The course covers central ideas and central methods in classical set theory, without the axiomatic development that is required for proving independence results. The course is aimed as 2nd and 3rd year students and will equip its participants with a broad variety of set theoretic proof techniques that can be used in different branches of modern mathematics.

Sylabus
  • The notion of cardinality. Computation of cardinalities of various known sets.
  • Sets of real numbers. The Cantor-Bendixsohn derivative. The structure of closed subsets of Euclidean spaces.
  • What is Cantor’s Continuum Hypothesis.
  • Ordinals. Which ordinals are order-embeddable into the real line. Existence theorems ordinals. Hartogs’ theorem.
  • Transfinite recursion. Applications.
  • Various formulations of Zermelo’s axiom of Choice. Applications in algebra and geometry.
  • Cardinals as initial ordinals. Hausdorff’s cofinality function. Regular and singular cardinals.
  • Hausdorff’s formula. Konig’s lemma. Constraints of cardinal arithmetic.
  • Ideal and filters. Ultrafilters and their applications.
  • The filter of closed and unbounded subsets of a regular uncountable cardinal. Fodor’s pressing down lemma and applications in combinatorics.

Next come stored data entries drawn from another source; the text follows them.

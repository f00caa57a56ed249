//! Single-precision hyperbolic sine
//!
//! `sinh(x) = sign(x) * (t + t/(t + 1)) / 2` with `t = expm1f(|x|)`.
//!
//! Maximum observed error is 2.26 ULP.

use super::bits;
use super::expm1f::expm1f_core;
use crate::config::{DefaultMode, FpMode};
use crate::fallback::special_case;
use crate::traits::{SimdBits, SimdMask, SimdVector};

/// asuint(0x1.61814ep+6); beyond this `2^round(x/ln2)` leaves the exponent range
const BIG_BOUND: u64 = 0x42b0_c0a7;

/// asuint(0x1p-23)
const TINY_BOUND: u64 = 0x3400_0000;

const ABS_MASK: u64 = 0x7fff_ffff;
const HALF: u64 = 0x3f00_0000;

/// Vectorized hyperbolic sine for f32 in the default [`FpMode`]
#[inline]
pub fn sinhf<V: SimdVector<Scalar = f32>>(x: V) -> V {
    sinhf_with::<DefaultMode, V>(x)
}

/// Vectorized hyperbolic sine for f32
///
/// Lanes with `|x| > 88.37`, Inf or NaN are recomputed with `libm::sinhf`.
/// In `RespectExceptions` mode `|x| < 2^-23` is flagged too, and flagged
/// lanes are replaced by 0 before expm1f sees them.
///
/// # Example
///
/// ```rust
/// use vela_math::{F32x4, SimdVector};
/// use vela_math::math::sinhf;
///
/// assert_eq!(sinhf(F32x4::splat(0.0)).extract(0), 0.0);
/// ```
#[inline]
pub fn sinhf_with<M: FpMode, V: SimdVector<Scalar = f32>>(x: V) -> V {
    let ix = x.to_bits();
    let iax = ix.and(bits::<V>(ABS_MASK));
    let halfsign = V::from_bits(ix.xor(iax).or(bits::<V>(HALF)));

    let (special, ax) = if M::RESPECT_EXCEPTIONS {
        let special = iax
            .sub(bits::<V>(TINY_BOUND))
            .ge(bits::<V>(BIG_BOUND - TINY_BOUND));
        (special, V::select(special, V::splat(0.0), x.abs()))
    } else {
        (iax.ge(bits::<V>(BIG_BOUND)), x.abs())
    };

    let t = expm1f_core(ax);
    let y = t.add(t.div(t.add(V::splat(1.0)))).mul(halfsign);

    if special.any() {
        return special_case(x, y, special, libm::sinhf);
    }
    y
}

#[cfg(test)]
mod tests {
    use super::*;
    use crate::backends::portable::{F32x4, PortableVector};
    use crate::config::{Fast, RespectExceptions};

    #[test]
    fn test_sinhf_accuracy() {
        for &x in &[1e-6f32, 0.25, 1.0, -3.0, 15.0, 88.0] {
            let got = sinhf(F32x4::splat(x)).extract(0);
            let want = libm::sinhf(x);
            let ulps = (got.to_bits() as i32 - want.to_bits() as i32).unsigned_abs();
            assert!(ulps <= 3, "sinhf({}) = {} vs {}", x, got, want);
        }
    }

    #[test]
    fn test_sinhf_special_lanes() {
        let x = PortableVector([-0.0f32, 90.0, f32::NEG_INFINITY, f32::NAN]);
        for y in [sinhf_with::<Fast, _>(x), sinhf_with::<RespectExceptions, _>(x)] {
            assert_eq!(y.extract(0).to_bits(), 0x8000_0000);
            assert_eq!(y.extract(1), f32::INFINITY);
            assert_eq!(y.extract(2), f32::NEG_INFINITY);
            assert!(y.extract(3).is_nan());
        }
    }

    #[test]
    fn test_sinhf_flagged_lanes_leave_neighbours_alone() {
        let x = PortableVector([-100.0f32, 1e-30, 2.5, -0.75]);
        let y = sinhf_with::<RespectExceptions, _>(x);
        assert_eq!(y.extract(0), f32::NEG_INFINITY);
        assert_eq!(y.extract(1), 1e-30);
        assert_eq!(y.extract(2), sinhf_with::<Fast, _>(F32x4::splat(2.5)).extract(0));
        assert_eq!(y.extract(3), sinhf_with::<Fast, _>(F32x4::splat(-0.75)).extract(0));
    }
}
//! Single-precision exponential
//!
//! `x = n*ln2 + r` with `|r| <= ln2/2`, `exp(x) = 2^n * (1 + P(r))`.
//!
//! Two ways of building the scale `2^n` are available:
//!
//! - **Exponent shift** (default): `n` is an integer and its bits are shifted
//!   straight into the exponent field. Lanes with `|n| > 126` finish through
//!   two-step scaling so overflow and underflow come out correctly.
//! - **Scale lookup** (`scale-lookup` feature): `n` is rounded to a multiple
//!   of 1/64. The low 6 bits of the rounded value index a table of
//!   `2^(i/64)` mantissas and the next 8 bits are already the biased
//!   exponent, so the scale is one gather and one OR. `|r| <= ln2/128`, which
//!   tightens the error. Lanes with `|x| > 87.34` use the scalar routine.
//!
//! # Error Bounds
//!
//! - Exponent shift: 1.95 ULP
//! - Scale lookup: 1.04 ULP

#![allow(clippy::excessive_precision)]

use super::{bits, SHIFT_F32};
use crate::config::{DefaultMode, FpMode, SCALE_LOOKUP};
use crate::fallback::special_case;
use crate::tables::SCALE_LOOKUP_TABLE;
use crate::traits::{SimdBits, SimdMask, SimdVector};

const INV_LN2: f32 = 1.442695;
const LN2_HI: f32 = 0.69314575;
const LN2_LO: f32 = 1.4286068e-06;

/// `exp(r) - 1 ~= C4 r + C3 r^2 + C2 r^3 + C1 r^4 + C0 r^5`
const C: [f32; 5] = [0.00824739, 0.041899767, 0.16668396, 0.49999127, 0.9999994];

/// 0x1.903f8p17: rounds `x/ln2` to a multiple of 1/64 and leaves the table
/// index in bits 0..6 and the biased exponent in bits 6..14 of the sum
const LOOKUP_SHIFT: f32 = 204927.0;

/// Largest |x| whose result stays a normal float on the lookup path
const LOOKUP_THRES: f32 = 87.34196;

/// `|x|` below 2^-63 or at least 64 is special with exceptions respected
const EXCEPT_TINY: u64 = 0x2000_0000;
const EXCEPT_RANGE: u64 = 0x2280_0000;

const ABS_MASK: u64 = 0x7fff_ffff;
const ONE: u64 = 0x3f80_0000;

#[inline(always)]
fn exp_poly<V: SimdVector<Scalar = f32>>(r: V) -> V {
    let r2 = r.mul(r);
    let p = r.fma(V::splat(C[0]), V::splat(C[1]));
    let q = r.fma(V::splat(C[2]), V::splat(C[3]));
    let q = p.fma(r2, q);
    let p = r.mul(V::splat(C[4]));
    q.fma(r2, p)
}

/// Reduction against `shift`: returns `(z, n, r)` with `z = x/ln2 + shift`
#[inline(always)]
fn reduce<V: SimdVector<Scalar = f32>>(x: V, shift: f32) -> (V, V, V) {
    let z = x.fma(V::splat(INV_LN2), V::splat(shift));
    let n = z.sub(V::splat(shift));
    let r = n.fma(V::splat(-LN2_HI), x);
    let r = n.fma(V::splat(-LN2_LO), r);
    (z, n, r)
}

/// Two-step scaling for lanes with `126 < |n|`
#[inline(never)]
fn scale_special<V: SimdVector<Scalar = f32>>(
    poly: V,
    n: V,
    e: V::Bits,
    special: V::Mask,
    scale: V,
) -> V {
    let b = V::Bits::select(n.le(V::splat(0.0)), bits::<V>(0x8200_0000), bits::<V>(0));
    let s1 = V::from_bits(bits::<V>(0x7f00_0000).add(b));
    let s2 = V::from_bits(e.sub(b));
    let saturate = n.abs().gt(V::splat(192.0));
    let r2 = s1.mul(s1);
    let r1 = poly.fma(s2, s2).mul(s1);
    let r0 = poly.fma(scale, scale);
    V::select(saturate, r2, V::select(special, r1, r0))
}

/// Exponent-shift path without special handling beyond two-step scaling
#[inline(always)]
fn expf_shift<V: SimdVector<Scalar = f32>>(x: V) -> V {
    let (z, n, r) = reduce(x, SHIFT_F32);
    let e = z.to_bits().shl(23);
    let scale = V::from_bits(e.add(bits::<V>(ONE)));
    let poly = exp_poly(r);

    let special = n.abs().gt(V::splat(126.0));
    if special.any() {
        return scale_special(poly, n, e, special, scale);
    }
    poly.fma(scale, scale)
}

/// Scale-lookup path; `x` must satisfy `|x| <= 87.34`
#[inline(always)]
fn expf_lookup<V: SimdVector<Scalar = f32>>(x: V) -> V {
    let (z, _, r) = reduce(x, LOOKUP_SHIFT);
    let u = z.to_bits();
    let exponent = u.shr(6).and(bits::<V>(0xff)).shl(23);
    let mantissa = V::Bits::gather(&SCALE_LOOKUP_TABLE, u.and(bits::<V>(63)));
    let scale = V::from_bits(exponent.or(mantissa));
    exp_poly(r).fma(scale, scale)
}

/// Vectorized e^x for f32 in the default [`FpMode`]
#[inline]
pub fn expf<V: SimdVector<Scalar = f32>>(x: V) -> V {
    expf_with::<DefaultMode, V>(x)
}

/// Vectorized e^x for f32
///
/// # Example
///
/// ```rust
/// use vela_math::{F32x4, SimdVector};
/// use vela_math::math::expf;
///
/// let y = expf(F32x4::splat(0.0));
/// assert_eq!(y.extract(0), 1.0);
/// ```
#[inline]
pub fn expf_with<M: FpMode, V: SimdVector<Scalar = f32>>(x: V) -> V {
    if SCALE_LOOKUP {
        // out of range or NaN
        let special = x.abs().le(V::splat(LOOKUP_THRES)).not();
        let (special, xm) = if M::RESPECT_EXCEPTIONS {
            // r^2 underflows below 2^-63
            let tiny = x.to_bits().and(bits::<V>(ABS_MASK)).lt(bits::<V>(EXCEPT_TINY));
            let special = special.or(tiny);
            (special, V::select(special, V::splat(1.0), x))
        } else {
            (special, x)
        };
        let y = expf_lookup(xm);
        if special.any() {
            return special_case(x, y, special, libm::expf);
        }
        return y;
    }

    if M::RESPECT_EXCEPTIONS {
        let iax = x.to_bits().and(bits::<V>(ABS_MASK));
        let special = iax
            .sub(bits::<V>(EXCEPT_TINY))
            .ge(bits::<V>(EXCEPT_RANGE));
        let y = expf_shift(V::select(special, V::splat(1.0), x));
        if special.any() {
            return special_case(x, y, special, libm::expf);
        }
        y
    } else {
        expf_shift(x)
    }
}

  • Partition calculus of infinite cardinals and ordinals. Ramsey’s theorem. The Erdos-Rado theorem. Dushnik-Miller theorem. Applications.
  • Combinatorics of singular cardinals. Silver’s theorem.
  • Negative partition theorems. Todorcevic’s theorem.
  • Other topics
Bibliography.
  1. Winfried Just and Martin Wese. Discovering modern set theory I, II. Graduate Studies in Mathematics, vol. 8, The AMS, 1996.
  2. Azriel Levy. Basic Set Theory. Dover, 2002.
  3. Ralf Schindler. Set Theory. Springer 2014.